List every input. Mark country of origin and value. Up to 12 rows.

ChAFTA Annex II PSR sampler (chemical chapters)
HS range Rule
Ch 25 (salt, sulphur, earths and stones, plastering materials, lime, cement) CTH (change in tariff heading) for most lines
Ch 28 (inorganic chemicals, organic and inorganic compounds of precious metals, rare-earth metals, radioactive elements) CTSH OR RVC40 (build-down) for most lines
2806 to 2814 (HCl, sulphuric, nitric, phosphoric, ammonia) CTSH OR RVC40 (build-down)
2815 (caustic soda, caustic potash) CTSH OR RVC40 (build-down)
Ch 29 (organic chemicals) CTSH OR RVC40 (build-down) for most lines
2901 to 2902 (acyclic and cyclic hydrocarbons: methane, ethylene, benzene, toluene, xylene) CTSH OR RVC40 (build-down)
2905 to 2906 (acyclic and cyclic alcohols: methanol, ethanol, glycerine, IPA) CTSH OR RVC40 (build-down)
2914 to 2915 (ketones, carboxylic acids: acetone, acetic acid) CTSH OR RVC40 (build-down)
2918 (oxygen-containing carboxylic acids: citric acid, tartaric, lactic, malic) CTSH OR RVC40 (build-down)
Ch 32 (tanning or dyeing extracts, dyes, pigments, paints, inks) CTH OR RVC40 (build-down) for most lines
Ch 38 (miscellaneous chemical products) CTH OR RVC40 (build-down) for most lines
3808 (insecticides, fungicides, herbicides) CTSH OR RVC40 (build-down)
3823 (industrial monocarboxylic fatty acids) CTH OR RVC40 (build-down)

Sampler only. The full Annex II PSR list is in the ChAFTA text on DFAT (Australia Department of Foreign Affairs and Trade) and MOFCOM (China Ministry of Commerce) websites.

ChAFTA preference origin in chemical-trade context

ChAFTA grants 0 percent tariff on most Chinese-origin chemical exports to Australia, but the preferential rate only applies if the product qualifies as "originating" under ChAFTA rules. Annex II of the agreement lists the Product-Specific Rule (PSR) for each HS line. The exporter applies the PSR, builds the working sheet, and applies for a CCPIT or CIQ Certificate of Origin. The CO is the document that the Australian importer presents to ABF (Australian Border Force) to claim the preferential rate.

The PSR comes in three flavours. Wholly Obtained (WO): all inputs are mined, harvested, or manufactured in China, with no foreign content. WO applies most often to natural products (Chinese rock salt, Chinese phosphate ore, Chinese-grown vegetable oil). Change in Tariff Classification (CTC): the manufacturing process changes the HS code from the input to the output.
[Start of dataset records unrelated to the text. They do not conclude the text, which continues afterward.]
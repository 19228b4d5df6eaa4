//! End-to-end arrangement of stacks and containers.
//!
//! Each test builds a small tree of fixed-size leaves, lays it out in a
//! frame, and checks the rects the leaves were given.

use boxlayout::*;

// ---- Helpers ----

fn leaf(name: &str, w: f64, h: f64) -> FixedView {
    FixedView::new(name, Size::new(w, h))
}

fn rect_of(c: &ContainerView, id: CellId) -> Rect {
    c.child(id).unwrap().rect()
}

fn row(spacing: f64) -> StackView {
    StackView::horizontal("row").with_spacing(spacing)
}

fn ctx() -> LayoutContext {
    LayoutContext::default()
}

/// A leaf whose natural size is whatever it was constructed with, even
/// if that is invalid.
struct BrokenView(Size, Rect);

impl Placeable for BrokenView {
    fn natural_size(&self, _available: Size, _ctx: &LayoutContext) -> Size {
        self.0
    }
    fn set_rect(&mut self, rect: Rect) {
        self.1 = rect;
    }
    fn rect(&self) -> Rect {
        self.1
    }
}

// ---- Reference scenarios ----

#[test]
fn scenario_a_centered_block() {
    let mut s = row(10.0);
    let ids: Vec<_> = (0..3)
        .map(|i| s.add(leaf(&format!("c{i}"), 50.0, 20.0), Alignment::CENTER))
        .collect();
    s.layout(Rect::new(0.0, 0.0, 300.0, 20.0), &ctx()).unwrap();

    assert_eq!(rect_of(&s, ids[0]).x, 65.0);
    assert_eq!(rect_of(&s, ids[1]).x, 125.0);
    assert_eq!(rect_of(&s, ids[2]).x, 185.0);
    assert_eq!(rect_of(&s, ids[2]).max_x(), 235.0);
}

#[test]
fn scenario_b_opposite_edges() {
    let mut s = StackView::horizontal("row");
    let left = s.add(leaf("l", 50.0, 20.0), Alignment::CENTER_LEFT);
    let right = s.add(leaf("r", 50.0, 20.0), Alignment::CENTER_RIGHT);
    s.layout(Rect::new(0.0, 0.0, 300.0, 20.0), &ctx()).unwrap();

    let l = rect_of(&s, left);
    let r = rect_of(&s, right);
    assert_eq!((l.x, l.max_x()), (0.0, 50.0));
    assert_eq!((r.x, r.max_x()), (250.0, 300.0));
    assert_eq!(r.x - l.max_x(), 200.0);
}

#[test]
fn scenario_c_expanding_edge_takes_slack() {
    let mut s = row(0.0);
    let left = s.add(leaf("l", 50.0, 20.0), Alignment::CENTER_LEFT | Alignment::HOR_EXPAND);
    let right = s.add(leaf("r", 50.0, 20.0), Alignment::CENTER_RIGHT);
    s.layout(Rect::new(0.0, 0.0, 300.0, 20.0), &ctx()).unwrap();

    let l = rect_of(&s, left);
    let r = rect_of(&s, right);
    assert_eq!((l.x, l.max_x()), (0.0, 250.0));
    assert_eq!((r.x, r.max_x()), (250.0, 300.0));
}

#[test]
fn scenario_d_rect_align_center() {
    let r = Rect::new(0.0, 0.0, 100.0, 100.0).align(
        Size::new(20.0, 20.0),
        Alignment::CENTER,
        Size::ZERO,
        Size::ZERO,
    );
    assert_eq!(r, Rect::new(40.0, 40.0, 20.0, 20.0));
}

// ---- Axis and spacing ----

#[test]
fn vertical_stack() {
    let mut s = StackView::vertical("col").with_spacing(4.0);
    let a = s.add(leaf("a", 10.0, 10.0), Alignment::TOP_LEFT);
    let b = s.add(leaf("b", 20.0, 10.0), Alignment::TOP_CENTER);
    let z = s.add(leaf("z", 10.0, 30.0), Alignment::BOTTOM_RIGHT);
    s.layout(Rect::new(0.0, 0.0, 50.0, 200.0), &ctx()).unwrap();

    assert_eq!(rect_of(&s, a), Rect::new(0.0, 0.0, 10.0, 10.0));
    assert_eq!(rect_of(&s, b), Rect::new(15.0, 14.0, 20.0, 10.0));
    assert_eq!(rect_of(&s, z), Rect::new(40.0, 170.0, 10.0, 30.0));
}

#[test]
fn spacing_defaults_to_context() {
    let mut s = StackView::horizontal("row");
    s.add(leaf("a", 10.0, 10.0), Alignment::CENTER_LEFT);
    let b = s.add(leaf("b", 10.0, 10.0), Alignment::CENTER_LEFT);

    s.layout(Rect::new(0.0, 0.0, 100.0, 10.0), &ctx()).unwrap();
    assert_eq!(rect_of(&s, b).x, 16.0);

    s.layout(Rect::new(0.0, 0.0, 100.0, 10.0), &ctx().with_spacing(20.0))
        .unwrap();
    assert_eq!(rect_of(&s, b).x, 30.0);
}

#[test]
fn margins_offset_edge_cells() {
    let mut s = row(0.0);
    let a = s.add_cell(
        CellSpec::new(leaf("a", 10.0, 10.0), Alignment::CENTER_LEFT).margin(Size::new(5.0, 0.0)),
    );
    let b = s.add(leaf("b", 10.0, 10.0), Alignment::CENTER_LEFT);
    s.layout(Rect::new(0.0, 0.0, 100.0, 10.0), &ctx()).unwrap();
    assert_eq!(rect_of(&s, a).x, 5.0);
    assert_eq!(rect_of(&s, b).x, 15.0);
}

// ---- Distribution ----

#[test]
fn weights_split_slack() {
    let mut s = row(0.0);
    let a = s.add_cell(CellSpec::new(leaf("a", 0.0, 10.0), Alignment::CENTER_LEFT | Alignment::HOR_EXPAND));
    let b = s.add_cell(
        CellSpec::new(leaf("b", 0.0, 10.0), Alignment::CENTER_LEFT | Alignment::HOR_EXPAND).weight(3.0),
    );
    s.layout(Rect::new(0.0, 0.0, 300.0, 10.0), &ctx()).unwrap();
    assert_eq!(rect_of(&s, a).width, 75.0);
    assert_eq!(rect_of(&s, b), Rect::new(75.0, 0.0, 225.0, 10.0));
}

fn clamped_pair() -> (StackView, CellId, CellId) {
    let mut s = row(0.0);
    let a = s.add_cell(
        CellSpec::new(leaf("a", 50.0, 10.0), Alignment::CENTER_LEFT | Alignment::HOR_EXPAND)
            .max_size(Size::new(60.0, 0.0)),
    );
    let b = s.add(leaf("b", 50.0, 10.0), Alignment::CENTER_LEFT | Alignment::HOR_EXPAND);
    (s, a, b)
}

#[test]
fn clamped_expander_leaves_slack_unused_by_default() {
    let (mut s, a, b) = clamped_pair();
    s.layout(Rect::new(0.0, 0.0, 300.0, 10.0), &ctx()).unwrap();
    assert_eq!(rect_of(&s, a).width, 60.0);
    assert_eq!(rect_of(&s, b), Rect::new(60.0, 0.0, 150.0, 10.0));
}

#[test]
fn clamped_expander_slack_redistributed_when_enabled() {
    let (mut s, a, b) = clamped_pair();
    s.layout(Rect::new(0.0, 0.0, 300.0, 10.0), &ctx().with_redistribution(true))
        .unwrap();
    assert_eq!(rect_of(&s, a).width, 60.0);
    assert_eq!(rect_of(&s, b), Rect::new(60.0, 0.0, 240.0, 10.0));
}

#[test]
fn shrink_cells_absorb_deficit() {
    let mut s = row(0.0);
    let a = s.add(leaf("a", 80.0, 10.0), Alignment::CENTER_LEFT | Alignment::HOR_SHRINK);
    let b = s.add(leaf("b", 80.0, 10.0), Alignment::CENTER_LEFT | Alignment::HOR_SHRINK);
    s.layout(Rect::new(0.0, 0.0, 100.0, 10.0), &ctx()).unwrap();
    assert_eq!(rect_of(&s, a), Rect::new(0.0, 0.0, 50.0, 10.0));
    assert_eq!(rect_of(&s, b), Rect::new(50.0, 0.0, 50.0, 10.0));
}

#[test]
fn shrink_respects_min_size() {
    let mut s = row(0.0);
    let a = s.add_cell(
        CellSpec::new(leaf("a", 80.0, 10.0), Alignment::CENTER_LEFT | Alignment::HOR_SHRINK)
            .min_size(Size::new(70.0, 0.0)),
    );
    let b = s.add(leaf("b", 80.0, 10.0), Alignment::CENTER_LEFT | Alignment::HOR_SHRINK);
    s.layout(Rect::new(0.0, 0.0, 100.0, 10.0), &ctx()).unwrap();
    assert_eq!(rect_of(&s, a).width, 70.0);
    assert_eq!(rect_of(&s, b).x, 70.0);
}

#[test]
fn cells_without_flags_ignore_slack() {
    let mut s = row(0.0);
    let a = s.add(leaf("a", 40.0, 10.0), Alignment::CENTER_LEFT);
    s.layout(Rect::new(0.0, 0.0, 30.0, 10.0), &ctx()).unwrap();
    assert_eq!(rect_of(&s, a).width, 40.0);
}

// ---- Collapse and free cells ----

#[test]
fn collapsing_closes_the_gap() {
    let mut s = row(5.0);
    s.add(leaf("a", 10.0, 10.0), Alignment::CENTER_LEFT);
    let b = s.add(leaf("b", 10.0, 10.0), Alignment::CENTER_LEFT);
    let c = s.add(leaf("c", 10.0, 10.0), Alignment::CENTER_LEFT);
    s.layout(Rect::new(0.0, 0.0, 100.0, 10.0), &ctx()).unwrap();
    assert_eq!(rect_of(&s, c).x, 30.0);

    s.set_collapsed(b, true).unwrap();
    s.layout(Rect::new(0.0, 0.0, 100.0, 10.0), &ctx()).unwrap();
    assert_eq!(rect_of(&s, c).x, 15.0);
    assert_eq!(s.children(false).count(), 2);

    s.set_collapsed(b, false).unwrap();
    s.layout(Rect::new(0.0, 0.0, 100.0, 10.0), &ctx()).unwrap();
    assert_eq!(rect_of(&s, c).x, 30.0);
}

#[test]
fn all_collapsed_is_a_no_op() {
    let mut s = row(5.0);
    let a = s.add_cell(CellSpec::new(leaf("a", 10.0, 10.0), Alignment::CENTER).collapsed());
    let b = s.add_cell(CellSpec::new(leaf("b", 10.0, 10.0), Alignment::CENTER).collapsed());
    s.layout(Rect::new(0.0, 0.0, 100.0, 10.0), &ctx()).unwrap();
    assert_eq!(rect_of(&s, a), Rect::ZERO);
    assert_eq!(rect_of(&s, b), Rect::ZERO);
}

#[test]
fn free_cells_stay_out_of_the_flow() {
    let mut s = row(0.0);
    s.set_insets(Insets::uniform(4.0));
    let badge = s.add_cell(CellSpec::new(leaf("badge", 8.0, 8.0), Alignment::TOP_RIGHT).free());
    let a = s.add(leaf("a", 10.0, 10.0), Alignment::CENTER_RIGHT);
    s.layout(Rect::new(0.0, 0.0, 100.0, 30.0), &ctx()).unwrap();
    assert_eq!(rect_of(&s, badge), Rect::new(92.0, 0.0, 8.0, 8.0));
    assert_eq!(rect_of(&s, a), Rect::new(86.0, 10.0, 10.0, 10.0));
}

// ---- Recursion ----

#[test]
fn nested_stack_is_arranged_after_its_parent() {
    let mut inner = row(6.0);
    let a = inner.add(leaf("a", 10.0, 10.0), Alignment::CENTER_LEFT);
    let b = inner.add(leaf("b", 10.0, 10.0), Alignment::CENTER_RIGHT);

    let mut outer = StackView::vertical("outer").with_spacing(0.0);
    let header = outer.add(
        leaf("header", 10.0, 20.0),
        Alignment::TOP | Alignment::HOR_EXPAND | Alignment::NON_PROP,
    );
    let body = outer.add(inner, Alignment::TOP | Alignment::EXPAND | Alignment::NON_PROP);
    outer
        .layout(Rect::new(0.0, 0.0, 100.0, 200.0), &ctx())
        .unwrap();

    assert_eq!(rect_of(&outer, header), Rect::new(0.0, 0.0, 100.0, 20.0));
    assert_eq!(rect_of(&outer, body), Rect::new(0.0, 20.0, 100.0, 180.0));

    let inner = outer.child(body).unwrap().as_container().unwrap().base();
    assert_eq!(rect_of(inner, a), Rect::new(0.0, 85.0, 10.0, 10.0));
    assert_eq!(rect_of(inner, b), Rect::new(90.0, 85.0, 10.0, 10.0));
}

#[test]
fn stack_inside_generic_container() {
    let mut toolbar = row(0.0);
    let icon = toolbar.add(leaf("icon", 16.0, 16.0), Alignment::CENTER_LEFT);

    let mut root = ContainerView::new("root").with_insets(Insets::uniform(10.0));
    let bar = root.add(
        toolbar,
        Alignment::TOP_CENTER | Alignment::HOR_EXPAND | Alignment::NON_PROP,
    );
    root.layout(Rect::new(0.0, 0.0, 200.0, 100.0), &ctx()).unwrap();

    assert_eq!(rect_of(&root, bar), Rect::new(10.0, 10.0, 180.0, 16.0));
    let toolbar = root.child(bar).unwrap().as_container().unwrap().base();
    assert_eq!(rect_of(toolbar, icon), Rect::new(0.0, 0.0, 16.0, 16.0));
}

// ---- Errors ----

#[test]
fn missing_axis_aborts_without_moving_cells() {
    let mut s = row(0.0);
    let ok = s.add(leaf("ok", 10.0, 10.0), Alignment::CENTER_LEFT);
    let bad = s.add(leaf("bad", 10.0, 10.0), Alignment::TOP | Alignment::VERT_EXPAND);
    let err = s
        .layout(Rect::new(0.0, 0.0, 100.0, 10.0), &ctx())
        .unwrap_err();
    assert_eq!(
        err,
        LayoutError::MissingAxis {
            cell: bad,
            alignment: Alignment::TOP | Alignment::VERT_EXPAND,
        }
    );
    assert_eq!(rect_of(&s, ok), Rect::ZERO);
}

#[test]
fn nested_missing_axis_aborts_the_whole_tree() {
    let mut inner = row(0.0);
    inner.add(leaf("bad", 10.0, 10.0), Alignment::HOR_CENTER);
    let mut outer = row(0.0);
    let first = outer.add(leaf("first", 10.0, 10.0), Alignment::CENTER_LEFT);
    outer.add(inner, Alignment::CENTER_LEFT);

    let err = outer
        .layout(Rect::new(0.0, 0.0, 100.0, 10.0), &ctx())
        .unwrap_err();
    assert!(matches!(err, LayoutError::MissingAxis { .. }));
    assert_eq!(rect_of(&outer, first), Rect::ZERO);
}

#[test]
fn negative_natural_size_is_an_error() {
    let mut inner = row(0.0);
    let broken = inner.add(
        BrokenView(Size::new(-1.0, 5.0), Rect::ZERO),
        Alignment::CENTER_LEFT,
    );
    let mut outer = StackView::vertical("outer");
    outer.add(inner, Alignment::TOP_LEFT);
    let err = outer
        .layout(Rect::new(0.0, 0.0, 100.0, 100.0), &ctx())
        .unwrap_err();
    assert_eq!(
        err,
        LayoutError::InvalidSize {
            cell: broken,
            size: Size::new(-1.0, 5.0),
        }
    );
}

#[test]
fn nesting_deeper_than_limit_fails() {
    let mut tree = row(0.0);
    tree.add(leaf("leaf", 1.0, 1.0), Alignment::CENTER);
    for i in 0..5 {
        let mut parent = StackView::horizontal(format!("level{i}"));
        parent.add(tree, Alignment::CENTER);
        tree = parent;
    }
    let frame = Rect::new(0.0, 0.0, 50.0, 50.0);
    assert_eq!(
        tree.layout(frame, &ctx().with_max_depth(3)),
        Err(LayoutError::DepthExceeded { limit: 3 })
    );
    assert!(tree.layout(frame, &ctx()).is_ok());
}

#[test]
fn stale_handle_is_reported() {
    let mut s = row(0.0);
    let a = s.add(leaf("a", 1.0, 1.0), Alignment::CENTER);
    s.remove_cell(a).unwrap();
    assert_eq!(s.set_collapsed(a, true), Err(LayoutError::CellNotFound(a)));
    assert_eq!(
        s.set_alignment(a, Alignment::CENTER),
        Err(LayoutError::CellNotFound(a))
    );
}

// ---- Degenerate geometry ----

#[test]
fn zero_frame_gives_finite_rects() {
    let mut s = row(6.0);
    let ids = [
        s.add(leaf("a", 30.0, 10.0), Alignment::CENTER_LEFT | Alignment::HOR_SHRINK),
        s.add(leaf("b", 30.0, 10.0), Alignment::CENTER | Alignment::SHRINK),
        s.add(leaf("c", 30.0, 10.0), Alignment::CENTER_RIGHT | Alignment::HOR_EXPAND),
    ];
    s.layout(Rect::ZERO, &ctx()).unwrap();
    for id in ids {
        let r = rect_of(&s, id);
        assert!(r.x.is_finite() && r.y.is_finite(), "{r:?}");
        assert!(r.width >= 0.0 && r.height >= 0.0, "{r:?}");
    }
}

#[test]
fn single_cell_zero_spacing() {
    let mut s = row(0.0);
    let a = s.add(leaf("a", 10.0, 10.0), Alignment::CENTER);
    s.layout(Rect::new(0.0, 0.0, 30.0, 30.0), &ctx()).unwrap();
    assert_eq!(rect_of(&s, a), Rect::new(10.0, 10.0, 10.0, 10.0));
}

#[test]
fn empty_stack() {
    let mut s = row(6.0);
    assert!(s.layout(Rect::new(0.0, 0.0, 30.0, 30.0), &ctx()).is_ok());
    assert_eq!(s.natural_size(Size::ZERO, &ctx()), Size::ZERO);
}

// ---- Pixel snapping ----

#[test]
fn pixel_scale_snaps_every_rect() {
    let mut s = row(0.0);
    let ids: Vec<_> = (0..3)
        .map(|i| s.add(leaf(&format!("c{i}"), 33.3, 10.0), Alignment::CENTER))
        .collect();
    s.layout(Rect::new(0.0, 0.0, 100.0, 10.0), &ctx().with_pixel_scale(1.0))
        .unwrap();
    for id in &ids {
        let r = rect_of(&s, *id);
        assert_eq!(r.x.fract(), 0.0, "{r:?}");
        assert_eq!(r.width.fract(), 0.0, "{r:?}");
    }
    // Neighbours still abut after snapping.
    assert_eq!(rect_of(&s, ids[0]).max_x(), rect_of(&s, ids[1]).x);
}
CTH (Change in Tariff Heading) requires a change at the 4-digit level; CTSH (Change in Tariff Sub-Heading) requires a change at the 6-digit level. CTC is the most common rule for chemical synthesis: starting from acetic acid (HS 2915) and ammonia (HS 2814) to make ammonium acetate (HS 2915) is a CTSH change at sub-heading level. Regional Value Content (RVC): at least 40 percent of the FOB price is value added in China. RVC build-down formula is FOB minus value of non-originating materials, divided by FOB, times 100. The build-down threshold for ChAFTA chemical chapters is 40 percent.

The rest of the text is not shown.